Tuesday, January 06, 2015


No prize for identifying this one. Erithacus rubecula might not be its familiar epithet, but that's its current binomial. Carl Linnaeus put it down as Motacilla rubecula, but George Cuvier came along in 1800 and 'created' the Erithacus genus. I guess it was easier for geniuses to create genera in those days. (Apparently Linnaeus is the type specimen for Homo sapiens, which is an interesting aside.)
My Collins guide has our friend the robin down as belonging to the Thrush family, Turdidae, but according to Wikipedia, the sub-family of chats, Saxicolinae, has been relocated with the Muscicapadae, or Old World Flycatchers. 

There are only two others in the genus Erithacus, and they're both found over in Japan.

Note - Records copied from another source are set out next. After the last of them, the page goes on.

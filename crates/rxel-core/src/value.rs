//! Dynamic property values.
//!
//! A [`Value`] is what a field cell stores and what flows through the change
//! feed. It covers the three shapes an attribute can decode into (JSON data,
//! plain text, URLs) plus opaque host objects that a caller assigns directly.
//!
//! # Equality
//!
//! JSON data and URLs compare structurally, with numbers compared by value
//! (`1` equals `1.0`). Host objects compare by reference:
//! two handles are equal only if they point at the same allocation. This is the
//! equality the change feed uses to collapse consecutive duplicate writes.
//!
//! # String conversion
//!
//! [`Value::to_attribute_string`] follows the usual script-host rules:
//! `undefined`, `null`, booleans and numbers print as their literal text,
//! arrays join their elements with `,`, plain objects print as
//! `[object Object]`, and host objects supply their own conversion (or none).

use std::fmt;
use std::rc::Rc;

use serde_json::Value as Json;
use url::Url;

use crate::error::SerializationError;

/// An object owned by the host that can be stored in a field.
pub trait HostObject: fmt::Debug {
    /// String conversion used when the value is written to an attribute.
    ///
    /// Return `None` when the object has no string representation.
    fn to_attribute_string(&self) -> Option<String>;

    /// Name used in diagnostics.
    fn type_name(&self) -> &str {
        "object"
    }
}

/// A property value.
#[derive(Debug, Clone, Default)]
pub enum Value {
    /// The field has never been written.
    #[default]
    Undefined,
    /// JSON data: null, booleans, numbers, strings, arrays and objects.
    Json(Json),
    /// A parsed URL.
    Url(Url),
    /// An opaque host object, compared by reference.
    Object(Rc<dyn HostObject>),
}

impl Value {
    /// The JSON `null` value.
    pub const NULL: Value = Value::Json(Json::Null);

    /// Wrap a host object.
    #[must_use]
    pub fn object(object: impl HostObject + 'static) -> Self {
        Self::Object(Rc::new(object))
    }

    #[must_use]
    pub fn is_undefined(&self) -> bool {
        matches!(self, Self::Undefined)
    }

    #[must_use]
    pub fn is_null(&self) -> bool {
        matches!(self, Self::Json(Json::Null))
    }

    /// Borrow the JSON payload, if any.
    #[must_use]
    pub fn as_json(&self) -> Option<&Json> {
        match self {
            Self::Json(json) => Some(json),
            _ => None,
        }
    }

    #[must_use]
    pub fn as_str(&self) -> Option<&str> {
        self.as_json().and_then(Json::as_str)
    }

    #[must_use]
    pub fn as_bool(&self) -> Option<bool> {
        self.as_json().and_then(Json::as_bool)
    }

    #[must_use]
    pub fn as_f64(&self) -> Option<f64> {
        self.as_json().and_then(Json::as_f64)
    }

    #[must_use]
    pub fn as_i64(&self) -> Option<i64> {
        self.as_json().and_then(Json::as_i64)
    }

    #[must_use]
    pub fn as_url(&self) -> Option<&Url> {
        match self {
            Self::Url(url) => Some(url),
            _ => None,
        }
    }

    /// Kind name for diagnostics and serialization errors.
    #[must_use]
    pub fn type_name(&self) -> &str {
        match self {
            Self::Undefined => "undefined",
            Self::Json(Json::Null) => "null",
            Self::Json(Json::Bool(_)) => "boolean",
            Self::Json(Json::Number(_)) => "number",
            Self::Json(Json::String(_)) => "string",
            Self::Json(Json::Array(_)) => "array",
            Self::Json(Json::Object(_)) => "object",
            Self::Url(_) => "url",
            Self::Object(object) => object.type_name(),
        }
    }

    /// Whether the value counts as true in a boolean context.
    ///
    /// `undefined`, `null`, `false`, `0` and `""` are falsy; everything else,
    /// including empty arrays and objects, is truthy.
    #[must_use]
    pub fn is_truthy(&self) -> bool {
        match self {
            Self::Undefined | Self::Json(Json::Null) => false,
            Self::Json(Json::Bool(b)) => *b,
            Self::Json(Json::Number(n)) => n.as_f64().is_some_and(|f| f != 0.0 && !f.is_nan()),
            Self::Json(Json::String(s)) => !s.is_empty(),
            Self::Json(_) | Self::Url(_) | Self::Object(_) => true,
        }
    }

    /// String conversion of the value, or `None` if it has none.
    #[must_use]
    pub fn to_attribute_string(&self) -> Option<String> {
        match self {
            Self::Undefined => Some("undefined".to_owned()),
            Self::Json(json) => Some(json_to_string(json)),
            Self::Url(url) => Some(url.as_str().to_owned()),
            Self::Object(object) => object.to_attribute_string(),
        }
    }

    /// JSON text of the value.
    ///
    /// `undefined` encodes as the bare word `undefined`; URLs encode as their
    /// quoted href; host objects encode as their quoted string conversion.
    pub fn to_json_text(&self) -> Result<String, SerializationError> {
        match self {
            Self::Undefined => Ok("undefined".to_owned()),
            Self::Json(json) => Ok(json.to_string()),
            Self::Url(url) => Ok(Json::String(url.as_str().to_owned()).to_string()),
            Self::Object(object) => object
                .to_attribute_string()
                .map(|s| Json::String(s).to_string())
                .ok_or_else(|| SerializationError::new(object.type_name())),
        }
    }
}

fn json_to_string(json: &Json) -> String {
    match json {
        Json::Null => "null".to_owned(),
        Json::Bool(b) => b.to_string(),
        Json::Number(n) => match (n.as_i64(), n.as_u64(), n.as_f64()) {
            (Some(i), _, _) => i.to_string(),
            (None, Some(u), _) => u.to_string(),
            (None, None, Some(f)) => f.to_string(),
            (None, None, None) => n.to_string(),
        },
        Json::String(s) => s.clone(),
        Json::Array(items) => items
            .iter()
            .map(|item| match item {
                Json::Null => String::new(),
                other => json_to_string(other),
            })
            .collect::<Vec<_>>()
            .join(","),
        Json::Object(_) => "[object Object]".to_owned(),
    }
}

impl PartialEq for Value {
    fn eq(&self, other: &Self) -> bool {
        match (self, other) {
            (Self::Undefined, Self::Undefined) => true,
            (Self::Json(a), Self::Json(b)) => json_eq(a, b),
            (Self::Url(a), Self::Url(b)) => a == b,
            (Self::Object(a), Self::Object(b)) => Rc::ptr_eq(a, b),
            _ => false,
        }
    }
}

/// JSON equality with numbers compared by numeric value, so `1` equals `1.0`.
fn json_eq(a: &Json, b: &Json) -> bool {
    match (a, b) {
        (Json::Number(x), Json::Number(y)) => {
            if x.is_f64() || y.is_f64() {
                x.as_f64() == y.as_f64()
            } else {
                x == y
            }
        }
        (Json::Array(xs), Json::Array(ys)) => {
            xs.len() == ys.len() && xs.iter().zip(ys).all(|(x, y)| json_eq(x, y))
        }
        (Json::Object(xs), Json::Object(ys)) => {
            xs.len() == ys.len()
                && xs
                    .iter()
                    .all(|(key, x)| ys.get(key).is_some_and(|y| json_eq(x, y)))
        }
        _ => a == b,
    }
}

impl From<Json> for Value {
    fn from(json: Json) -> Self {
        Self::Json(json)
    }
}

impl From<Url> for Value {
    fn from(url: Url) -> Self {
        Self::Url(url)
    }
}

impl From<bool> for Value {
    fn from(b: bool) -> Self {
        Self::Json(Json::Bool(b))
    }
}

impl From<&str> for Value {
    fn from(s: &str) -> Self {
        Self::Json(Json::String(s.to_owned()))
    }
}

impl From<String> for Value {
    fn from(s: String) -> Self {
        Self::Json(Json::String(s))
    }
}

impl From<i32> for Value {
    fn from(n: i32) -> Self {
        Self::Json(Json::from(n))
    }
}

impl From<i64> for Value {
    fn from(n: i64) -> Self {
        Self::Json(Json::from(n))
    }
}

impl From<u32> for Value {
    fn from(n: u32) -> Self {
        Self::Json(Json::from(n))
    }
}

impl From<u64> for Value {
    fn from(n: u64) -> Self {
        Self::Json(Json::from(n))
    }
}

/// Non-finite floats become `null`, as in JSON.
impl From<f64> for Value {
    fn from(n: f64) -> Self {
        Self::Json(serde_json::Number::from_f64(n).map_or(Json::Null, Json::Number))
    }
}

impl fmt::Display for Value {
    fn fmt(&self, f: &mut fmt::Formatter<'_>) -> fmt::Result {
        match self.to_attribute_string() {
            Some(s) => f.write_str(&s),
            None => write!(f, "[{}]", self.type_name()),
        }
    }
}

#[cfg(test)]
mod tests {
    use super::*;
    use serde_json::json;

    #[derive(Debug)]
    struct Named(Option<&'static str>);

    impl HostObject for Named {
        fn to_attribute_string(&self) -> Option<String> {
            self.0.map(str::to_owned)
        }
    }

    #[test]
    fn falsy_values() {
        for v in [
            Value::Undefined,
            Value::NULL,
            Value::from(false),
            Value::from(0),
            Value::from(0.0),
            Value::from(""),
        ] {
            assert!(!v.is_truthy(), "{v:?} should be falsy");
        }
    }

    #[test]
    fn truthy_values() {
        for v in [
            Value::from(true),
            Value::from(-1),
            Value::from("0"),
            Value::from(json!([])),
            Value::from(json!({})),
            Value::object(Named(None)),
        ] {
            assert!(v.is_truthy(), "{v:?} should be truthy");
        }
    }

    #[test]
    fn string_forms() {
        assert_eq!(Value::Undefined.to_attribute_string().as_deref(), Some("undefined"));
        assert_eq!(Value::NULL.to_attribute_string().as_deref(), Some("null"));
        assert_eq!(Value::from(1.5).to_attribute_string().as_deref(), Some("1.5"));
        assert_eq!(Value::from(2.0).to_attribute_string().as_deref(), Some("2"));
        assert_eq!(
            Value::from(json!([1, null, "a", [2, 3]]))
                .to_attribute_string()
                .as_deref(),
            Some("1,,a,2,3")
        );
        assert_eq!(
            Value::from(json!({"a": 1})).to_attribute_string().as_deref(),
            Some("[object Object]")
        );
    }

    #[test]
    fn objects_compare_by_reference() {
        let shared: Rc<dyn HostObject> = Rc::new(Named(Some("x")));
        let a = Value::Object(Rc::clone(&shared));
        let b = Value::Object(shared);
        let c = Value::object(Named(Some("x")));
        assert_eq!(a, b);
        assert_ne!(a, c);
    }

    #[test]
    fn json_compares_structurally() {
        assert_eq!(Value::from(json!({"a": [1, 2]})), Value::from(json!({"a": [1, 2]})));
        assert_ne!(Value::from(1), Value::from("1"));
        assert_ne!(Value::Undefined, Value::NULL);
    }

    #[test]
    fn numbers_compare_by_value() {
        assert_eq!(Value::from(1), Value::from(1.0));
        assert_eq!(Value::from(1.0), Value::from(1u64));
        assert_ne!(Value::from(1), Value::from(1.5));
        assert_eq!(Value::from(-3), Value::from(-3.0));
        assert_eq!(
            Value::from(json!({"n": [1, {"m": 2}]})),
            Value::from(json!({"n": [1.0, {"m": 2.0}]}))
        );
        assert_ne!(Value::from(json!({"n": 1})), Value::from(json!({"n": 1, "m": 1})));
        assert_ne!(Value::from(json!([1])), Value::from(json!([1, 1])));
    }

    #[test]
    fn non_finite_floats_become_null() {
        assert!(Value::from(f64::NAN).is_null());
        assert!(Value::from(f64::INFINITY).is_null());
    }

    #[test]
    fn json_text_of_objects_without_string_conversion_fails() {
        let err = Value::object(Named(None)).to_json_text().unwrap_err();
        assert_eq!(err.type_name, "object");
    }
}
#![forbid(unsafe_code)]

//! Single-threaded reactive primitives.
//!
//! - [`Stream`]: cold push stream with `map`, `filter`, `inspect`, `dedupe`,
//!   `merge`, `share` and `throttle` operators.
//! - [`Subject`]: hot multicast source.
//! - [`ValueCell`]: write-triggered single-value cell that replays its
//!   current value to new observers.
//! - [`Subscription`]: RAII guard that unsubscribes on drop.
//! - [`AnyStream`]: type-erased stream keyed by [`StreamId`].
//!
//! # Architecture
//!
//! Everything is `Rc<RefCell<..>>` and callback driven. Values are delivered
//! synchronously on the emitting call stack; the only deferral point is
//! [`Stream::throttle`], which hands its interval boundary to a
//! [`Scheduler`](crate::scheduler::Scheduler).
//!
//! # Failure Modes
//!
//! - An observer that panics unwinds through the emitter. No borrow is held
//!   across observer calls, so the structures stay usable after the panic is
//!   caught.
//! - Values emitted by a shared stream while it connects reach only the
//!   observers present at that moment.

pub mod stream;
pub mod subject;
pub mod subscription;
pub mod throttle;

pub use stream::{AnyStream, Observer, Stream, StreamId};
pub use subject::{Subject, ValueCell};
pub use subscription::Subscription;
//! Attribute codec: attribute strings <-> property values.
//!
//! Both directions are pure functions of their inputs and the field's
//! [`Converter`].
//!
//! # Decoding
//!
//! | Converter | Rule |
//! |-----------|------|
//! | `Flag`    | `raw != "null"` (presence reading) |
//! | `Url`     | `Url::parse(raw)` |
//! | `Custom`  | converter's `parse` |
//! | `Default`, `Json` | JSON if the text looks like JSON, else the raw string |
//!
//! "Looks like JSON" means: exactly `null`, `true` or `false`; starts with
//! `[`, `{` or `"`; or contains an ASCII digit. The digit rule is deliberately
//! loose: `"123abc"` is handed to the JSON parser and fails, it is not
//! returned as text.
//!
//! # Encoding
//!
//! | Converter | Rule |
//! |-----------|------|
//! | `Json`    | JSON text |
//! | `Url`     | href of URL values |
//! | `Custom`  | converter's `stringify` |
//! | otherwise | string form of falsy values, else the value's string conversion |

use std::fmt;
use std::rc::Rc;

use serde_json::Value as Json;
use url::Url;

use crate::config::FieldConfig;
use crate::error::{DecodeError, SerializationError};
use crate::logging::trace;
use crate::value::Value;

/// A user-supplied parse/stringify pair.
pub trait AttributeConverter: fmt::Debug {
    /// Converter name for diagnostics.
    fn name(&self) -> &str;

    /// Attribute string to property value.
    fn parse(&self, raw: &str) -> Result<Value, DecodeError>;

    /// Property value to attribute string.
    fn stringify(&self, value: &Value) -> Result<String, SerializationError>;
}

/// How a field's attribute text maps to its property value.
#[derive(Debug, Clone, Default)]
pub enum Converter {
    /// JSON when the text looks like JSON, plain text otherwise.
    #[default]
    Default,
    /// Like `Default` when decoding; always JSON text when encoding.
    Json,
    /// Boolean presence flag: only the literal `null` reads as false.
    Flag,
    /// Absolute URL.
    Url,
    /// User-supplied converter.
    Custom(Rc<dyn AttributeConverter>),
}

impl Converter {
    /// Wrap a custom converter.
    #[must_use]
    pub fn custom(converter: impl AttributeConverter + 'static) -> Self {
        Self::Custom(Rc::new(converter))
    }

    /// Short name for logs.
    #[must_use]
    pub fn name(&self) -> &str {
        match self {
            Self::Default => "default",
            Self::Json => "json",
            Self::Flag => "flag",
            Self::Url => "url",
            Self::Custom(c) => c.name(),
        }
    }
}

impl PartialEq for Converter {
    fn eq(&self, other: &Self) -> bool {
        match (self, other) {
            (Self::Default, Self::Default)
            | (Self::Json, Self::Json)
            | (Self::Flag, Self::Flag)
            | (Self::Url, Self::Url) => true,
            (Self::Custom(a), Self::Custom(b)) => Rc::ptr_eq(a, b),
            _ => false,
        }
    }
}

/// Decode an attribute string into a property value.
pub fn decode(raw: &str, config: &FieldConfig) -> Result<Value, DecodeError> {
    trace!(field = config.name(), converter = config.converter().name(), "attribute.decode");
    match config.converter() {
        Converter::Flag => Ok(Value::from(raw != "null")),
        Converter::Url => Url::parse(raw).map(Value::Url).map_err(|source| DecodeError::Url {
            raw: raw.to_owned(),
            source,
        }),
        Converter::Custom(converter) => converter.parse(raw),
        Converter::Default | Converter::Json => decode_text(raw),
    }
}

fn looks_like_json(raw: &str) -> bool {
    matches!(raw, "null" | "false" | "true")
        || raw.starts_with(['[', '{', '"'])
        || raw.bytes().any(|b| b.is_ascii_digit())
}

fn decode_text(raw: &str) -> Result<Value, DecodeError> {
    if !looks_like_json(raw) {
        return Ok(Value::from(raw));
    }
    serde_json::from_str::<Json>(raw)
        .map(Value::Json)
        .map_err(|source| DecodeError::Json {
            raw: raw.to_owned(),
            source,
        })
}

/// Encode a property value as an attribute string.
pub fn encode(value: &Value, config: &FieldConfig) -> Result<String, SerializationError> {
    match (config.converter(), value) {
        (Converter::Json, _) => value.to_json_text(),
        (Converter::Url, Value::Url(url)) => Ok(url.as_str().to_owned()),
        (Converter::Custom(converter), _) => converter.stringify(value),
        _ if !value.is_truthy() => Ok(value
            .to_attribute_string()
            .unwrap_or_else(|| value.type_name().to_owned())),
        _ => value
            .to_attribute_string()
            .ok_or_else(|| SerializationError::new(value.type_name())),
    }
}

People often think of robins as friendly because they will come close to you. In fact they're often being aggressively territorial. If it's approaching the breeding season and you turn up to a robin's patch wearing red, you may even be attacked. A friend of ours was quite traumatised by such an experience.

Robins also often sing at night in the presence of unnatural light (there was an interesting article about the effects of artificial light on wildlife in British Wildlife magazine recently). Their song is sometimes mistaken for that of the nightingale because of this, I presume by those who have never heard a nightingale!

Robins are monomorphic. That is, the two sexes cannot be distinguished by appearance. Blue tits were thought to be the same, but apparently their blue heads look different if you can see ultraviolet light. Which they can.